Violence between revellers at local celebrations, such as the brawl by the banks of the Mekhong River , rarely gets reported, being such a common occurrence at celebrations across the country.

However, when youth gangs fire handguns at innocent passers by, the news does get reported. In Ayutthaya this year, members of the public were were injured by gunshots fired by a group of youths while celebrating the Thai new year at Wat Phu Khao Thong. Later the same day, another gang opened fire in a parking area of a shopping centre injuring more innocent passers by.
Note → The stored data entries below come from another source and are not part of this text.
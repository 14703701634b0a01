// This file is part of the rochade library.
// Copyright (C) 2026 The rochade developers
//
// This program is free software: you can redistribute it and/or modify
// it under the terms of the GNU General Public License as published by
// the Free Software Foundation, either version 3 of the License, or
// (at your option) any later version.
//
// This program is distributed in the hope that it will be useful,
// but WITHOUT ANY WARRANTY; without even the implied warranty of
// MERCHANTABILITY or FITNESS FOR A PARTICULAR PURPOSE. See the
// GNU General Public License for more details.
//
// You should have received a copy of the GNU General Public License
// along with this program. If not, see <http://www.gnu.org/licenses/>.

use std::num;

use crate::{color::Color, types::Piece, util::out_of_range_error};

/// Piece types: `Pawn`, `Knight`, `Bishop`, `Rook`, `Queen`, `King`.
///
/// # Examples
///
/// ```
/// use rochade::Role;
///
/// // Piece types are indexed from 1 to 6.
/// assert_eq!(u32::from(Role::Pawn), 1);
/// assert_eq!(u32::from(Role::King), 6);
/// ```
#[allow(missing_docs)]
#[cfg_attr(feature = "arbitrary", derive(arbitrary::Arbitrary))]
#[cfg_attr(feature = "serde", derive(serde::Serialize, serde::Deserialize))]
#[cfg_attr(feature = "serde", serde(rename_all = "lowercase"))]
#[derive(Copy, Clone, Eq, PartialEq, Ord, PartialOrd, Debug, Hash)]
pub enum Role {
    Pawn = 1,
    Knight = 2,
    Bishop = 3,
    Rook = 4,
    Queen = 5,
    King = 6,
}

impl Role {
    /// Gets the piece type from its English letter.
    ///
    /// # Examples
    ///
    /// ```
    /// use rochade::Role;
    ///
    /// assert_eq!(Role::from_char('K'), Some(Role::King));
    /// assert_eq!(Role::from_char('n'), Some(Role::Knight));
    ///
    /// assert_eq!(Role::from_char('X'), None);
    /// ```
    pub const fn from_char(ch: char) -> Option<Role> {
        match ch {
            'P' | 'p' => Some(Role::Pawn),
            'N' | 'n' => Some(Role::Knight),
            'B' | 'b' => Some(Role::Bishop),
            'R' | 'r' => Some(Role::Rook),
            'Q' | 'q' => Some(Role::Queen),
            'K' | 'k' => Some(Role::King),
            _ => None,
        }
    }

    /// Gets a [`Piece`] of the given color.
    ///
    /// # Examples
    ///
    /// ```
    /// use rochade::{Color, Role};
    ///
    /// assert_eq!(Role::King.of(Color::Black), Color::Black.king());
    /// ```
    #[inline]
    pub const fn of(self, color: Color) -> Piece {
        Piece { color, role: self }
    }

    /// Gets the lowercase English letter for the piece type.
    pub const fn char(self) -> char {
        match self {
            Role::Pawn => 'p',
            Role::Knight => 'n',
            Role::Bishop => 'b',
            Role::Rook => 'r',
            Role::Queen => 'q',
            Role::King => 'k',
        }
    }

    /// Gets the uppercase English letter for the piece type.
    ///
    /// # Examples
    ///
    /// ```
    /// use rochade::Role;
    ///
    /// assert_eq!(Role::Rook.upper_char(), 'R');
    /// ```
    pub const fn upper_char(self) -> char {
        match self {
            Role::Pawn => 'P',
            Role::Knight => 'N',
            Role::Bishop => 'B',
            Role::Rook => 'R',
            Role::Queen => 'Q',
            Role::King => 'K',
        }
    }

    /// `Pawn`, `Knight`, `Bishop`, `Rook`, `Queen`, and `King`, in this order.
    pub const ALL: [Role; 6] = [
        Role::Pawn,
        Role::Knight,
        Role::Bishop,
        Role::Rook,
        Role::Queen,
        Role::King,
    ];

    /// Roles a pawn can promote to, in the order moves are generated.
    pub const PROMOTIONS: [Role; 4] = [Role::Queen, Role::Rook, Role::Bishop, Role::Knight];
}

macro_rules! int_from_role_impl {
    ($($t:ty)+) => {
        $(impl From<Role> for $t {
            #[inline]
            fn from(role: Role) -> $t {
                role as $t
            }
        })+
    }
}

int_from_role_impl! { u8 i8 u16 i16 u32 i32 u64 i64 usize isize }

macro_rules! try_role_from_int_impl {
    ($($t:ty)+) => {
        $(impl TryFrom<$t> for Role {
            type Error = num::TryFromIntError;

            #[inline]
            fn try_from(value: $t) -> Result<Role, Self::Error> {
                Ok(match value {
                    1 => Role::Pawn,
                    2 => Role::Knight,
                    3 => Role::Bishop,
                    4 => Role::Rook,
                    5 => Role::Queen,
                    6 => Role::King,
                    _ => return Err(out_of_range_error()),
                })
            }
        })+
    }
}

try_role_from_int_impl! { u8 i8 u16 i16 u32 i32 u64 i64 usize isize }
The number of sexual assaults is also a concern during the Songkran festival, although this problem is largely ignored by the general public, with official figures unable to provide even a partial picture of the problem. The lack of data on sexual assaults is due to the reluctance of sexual assault victims to come forward. Sexual assault victims who do come forward are often shamed and subjected to public scrutiny, with a culture of victim-blaming and a male-dominated police force which retains some old-school attitudes towards sex crimes and lacks adequately trained professionals to deal with these sensitive cases. Victims are also aware that justice can be hard to find and coming public is more likely to bring shame to the victim than justice to the perpetrator.

Thailand’s Songkran festival, highlights the positives and negatives, the contrasts and contradictions of modern Thai society. As such tackling the drink driving, the violence and the sexual assaults which mar this unique celebration requires wider, year-round, law enforcement policies to ensure these behaviours are no longer tolerated.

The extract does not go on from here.